Come vedete, ci sono vari fattori che influenzano i risultati delle sperimentazioni di fase 3 e questo spiega anche le differenze che talvolta troviamo in letteratura rispetto ai dati di efficacia vaccinale.

Rimane poi un’altra grande incognita che prima o poi diventerà la domanda dominante: “quanto dura la copertura degli attuali vaccini?”. Passata l’estate e completata – auspicabilmente – la somministrazione di massa iniziale dovremo capire se e come il virus SARS-CoV-2 continuerà a condizionare le nostre esistenze.
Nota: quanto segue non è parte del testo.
//! Checksum tree for chksync.
//!
//! A [`RootChecksumTreeNode`] is built once per immutable snapshot. Callers
//! descend through [`ChecksumTreeNode`]s by domain key and ask the node at the
//! right scope for a checksum object, supplying a construction callback that
//! knows how to serialize the value. The tree only memoizes and checksums; it
//! never interprets domain values.
//!
//! # Guarantees
//!
//! - At most one construction runs per `(node, key, kind)`; every concurrent
//!   requester receives the same outcome.
//! - Completed results are never evicted or replaced. Failures are never
//!   cached.
//! - A requester that is cancelled only withdraws its own interest. The
//!   shared construction is cancelled once nobody is waiting for it.
//! - Sub-node lookup never suspends and never fails.

pub mod config;
pub mod error;
mod flight;
pub mod node;
pub mod root;

pub use config::TreeConfig;
pub use error::{TreeError, TreeResult};
pub use node::ChecksumTreeNode;
pub use root::RootChecksumTreeNode;
pub use tokio_util::sync::CancellationToken;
Sarà necessario ricorrere a vaccinazioni periodiche, così come facciamo con l’influenza, oppure potremo contare su una protezione di più lungo periodo?

Al momento non abbiamo una risposta, così come non sappiamo ancora bene quale sia la protezione acquisita da coloro che hanno già contratto la Covid-19.

1 commento:

  1. Fabrizio Curcio, il nuovo capo della Protezione Civile, ha spiegato: "Ora si finirà di vaccinare gli over80, le categorie fragili, i docenti le forze armate e di polizia e di Protezione Civile, poi bisogna tornare ALLE FASCE D'ETA'. L'unico criterio deve essere questo".

    "Le mancate consegne hanno certamente provocato un rallentamento, ma stiamo recuperando bene. Entro la fine del mese di marzo arriveranno 4 milioni e mezzo di dosi".

    (NdC) Quindi - dividendo per 112 - al Trentino arriveranno IN TOTALE 40mila dosi (al massimo) nei prossimi 7 giorni.